### [HOW TO COMPLETE THIS TASK]
Using the listing below, report all lines holding the word "struct".

START RECORDS SUPPLIED

//! Timeline service
//!
//! Generates the task list from the template catalogue and manages tasks
//! the couple adds or edits by hand.

use chrono::{NaiveDate, NaiveDateTime};
use tracing::{debug, info};

use crate::audit::{AuditEntry, EntityType};
use crate::error::{WedplanError, WedplanResult};
use crate::models::{Category, ChecklistItem, Priority, TaskId, TimelineTask};
use crate::planning::{catalogue, derive_schedule, query_tasks, TaskFilter};
use crate::storage::Storage;

/// Service for timeline task management
pub struct TimelineService<'a> {
    storage: &'a Storage,
}

/// Input for a hand-made task
#[derive(Debug, Clone)]
pub struct CreateTaskInput {
    pub title: String,
    pub description: Option<String>,
    pub category: Category,
    pub due_date: Option<NaiveDate>,
    pub priority: Priority,
    pub checklist: Vec<String>,
}

/// Fields to change on a task; `None` leaves a field as it is
#[derive(Debug, Clone, Default)]
pub struct TaskUpdate {
    pub title: Option<String>,
    pub description: Option<String>,
    pub category: Option<Category>,
    /// `Some(None)` clears the due date
    pub due_date: Option<Option<NaiveDate>>,
    pub priority: Option<Priority>,
}

impl<'a> TimelineService<'a> {
    pub fn new(storage: &'a Storage) -> Self {
        Self { storage }
    }

    /// Create tasks for every catalogue template that still fits before
    /// the wedding date.
    ///
    /// Templates that already have a task are skipped, so generating twice
    /// adds nothing. With `replace`, open generated tasks are removed first;
    /// completed ones are kept.
    pub fn generate(&self, now: NaiveDateTime, replace: bool) -> WedplanResult<Vec<TimelineTask>> {
        let wedding = self.storage.wedding.require()?;
        let wedding_date = wedding.wedding_date.ok_or_else(|| {
            WedplanError::Validation(
                "Set a wedding date first ('wedplan wedding edit --date YYYY-MM-DD')".into(),
            )
        })?;

        let mut entries = Vec::new();

        if replace {
            let removed = self
                .storage
                .tasks
                .retain(|t| !(t.is_generated() && !t.completed))?;
            debug!(count = removed.len(), "Removed open generated tasks");
            entries.extend(removed.iter().map(|t| {
                AuditEntry::delete(EntityType::Task, t.id.to_string(), Some(t.title.clone()), t)
            }));
        }

        let existing = self.storage.tasks.get_all()?;
        let mut next_order = existing.iter().map(|t| t.sort_order).max().unwrap_or(-1) + 1;

        let mut created = Vec::new();
        for scheduled in derive_schedule(catalogue(), wedding_date, now) {
            let template = scheduled.template;
            let already_present = existing
                .iter()
                .any(|t| t.from_template.as_deref() == Some(template.title));
            if already_present {
                continue;
            }

            let mut task = TimelineTask::new(template.title, template.category);
            task.description = Some(template.description.to_string());
            task.due_date = Some(scheduled.due_date);
            task.priority = template.priority;
            task.checklist = template
                .sub_tasks
                .iter()
                .map(|s| ChecklistItem::new(*s))
                .collect();
            task.from_template = Some(template.title.to_string());
            task.sort_order = next_order;
            next_order += 1;

            entries.push(AuditEntry::create(
                EntityType::Task,
                task.id.to_string(),
                Some(task.title.clone()),
                &task,
            ));
            self.storage.tasks.upsert(task.clone())?;
            created.push(task);
        }

        self.storage.tasks.save()?;
        self.storage.log_batch(&entries)?;

        info!(
            generated = created.len(),
            %wedding_date,
            "Generated timeline tasks"
        );
        Ok(created)
    }

    /// Tasks matching a filter and search text, due date ascending
    pub fn list(
        &self,
        filter: TaskFilter,
        search: &str,
        today: NaiveDate,
    ) -> WedplanResult<Vec<TimelineTask>> {
        let tasks = self.storage.tasks.get_all()?;
        Ok(query_tasks(&tasks, filter, search, today)
            .into_iter()
            .cloned()
            .collect())
    }

    pub fn get(&self, id: TaskId) -> WedplanResult<Option<TimelineTask>> {
        self.storage.tasks.get(id)
    }

    /// Find a task by title or ID string
    pub fn find(&self, identifier: &str) -> WedplanResult<Option<TimelineTask>> {
        if let Some(task) = self.storage.tasks.get_by_title(identifier)? {
            return Ok(Some(task));
        }
        self.storage.tasks.find(identifier)
    }

    fn require(&self, identifier: &str) -> WedplanResult<TimelineTask> {
        self.find(identifier)?
            .ok_or_else(|| WedplanError::task_not_found(identifier))
    }

    /// Add a task by hand
    pub fn add(&self, input: CreateTaskInput) -> WedplanResult<TimelineTask> {
        let mut task = TimelineTask::new(input.title.trim(), input.category);
        task.description = input
            .description
            .map(|d| d.trim().to_string())
            .filter(|d| !d.is_empty());
        task.due_date = input.due_date;
        task.priority = input.priority;
        task.checklist = input
            .checklist
            .iter()
            .map(|s| s.trim())
            .filter(|s| !s.is_empty())
            .map(ChecklistItem::new)
            .collect();

        let tasks = self.storage.tasks.get_all()?;
        task.sort_order = tasks.iter().map(|t| t.sort_order).max().unwrap_or(-1) + 1;

        task.validate()
            .map_err(|e| WedplanError::Validation(e.to_string()))?;

        self.storage.tasks.upsert(task.clone())?;
        self.storage.tasks.save()?;

        self.storage.log_create(
            EntityType::Task,
            task.id.to_string(),
            Some(task.title.clone()),
            &task,
        )?;

        debug!(task = %task.title, "Task added");
        Ok(task)
    }

    /// Flip a task between open and completed
    pub fn toggle(&self, identifier: &str) -> WedplanResult<TimelineTask> {
        let mut task = self.require(identifier)?;
        let before = task.clone();
        task.toggle();
        self.save_update(&before, &task)?;
        Ok(task)
    }

    /// Flip one checklist entry (1-based index, as shown to the user)
    pub fn check(&self, identifier: &str, position: usize) -> WedplanResult<TimelineTask> {
        let mut task = self.require(identifier)?;
        let before = task.clone();
        let index = position.checked_sub(1).ok_or_else(|| {
            WedplanError::Validation("Checklist items are numbered from 1".into())
        })?;
        task.toggle_checklist(index)
            .map_err(|e| WedplanError::Validation(e.to_string()))?;
        self.save_update(&before, &task)?;
        Ok(task)
    }

    /// Edit a task's fields
    pub fn edit(&self, identifier: &str, update: TaskUpdate) -> WedplanResult<TimelineTask> {
        let mut task = self.require(identifier)?;
        let before = task.clone();

        if let Some(title) = update.title {
            task.title = title.trim().to_string();
        }
        if let Some(description) = update.description {
            let description = description.trim();
            task.description = (!description.is_empty()).then(|| description.to_string());
        }
        if let Some(category) = update.category {
            task.category = category;
        }
        if let Some(due_date) = update.due_date {
            task.due_date = due_date;
        }
        if let Some(priority) = update.priority {
            task.priority = priority;
        }

        task.validate()
            .map_err(|e| WedplanError::Validation(e.to_string()))?;
        task.updated_at = chrono::Utc::now();

        self.save_update(&before, &task)?;
        Ok(task)
    }

    /// Delete a task
    pub fn delete(&self, identifier: &str) -> WedplanResult<TimelineTask> {
        let task = self.require(identifier)?;
        self.storage.tasks.remove(task.id)?;
        self.storage.tasks.save()?;

        self.storage.log_delete(
            EntityType::Task,
            task.id.to_string(),
            Some(task.title.clone()),
            &task,
        )?;

        debug!(task = %task.title, "Task deleted");
        Ok(task)
    }

    fn save_update(&self, before: &TimelineTask, after: &TimelineTask) -> WedplanResult<()> {
        self.storage.tasks.upsert(after.clone())?;
        self.storage.tasks.save()?;
        self.storage.log_update(
            EntityType::Task,
            after.id.to_string(),
            Some(after.title.clone()),
            before,
            after,
            None,
        )
    }
}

END RECORDS SUPPLIED

### [RESPONSE TO THE TASK]
pub struct TimelineService<'a> {
pub struct CreateTaskInput {
pub struct TaskUpdate {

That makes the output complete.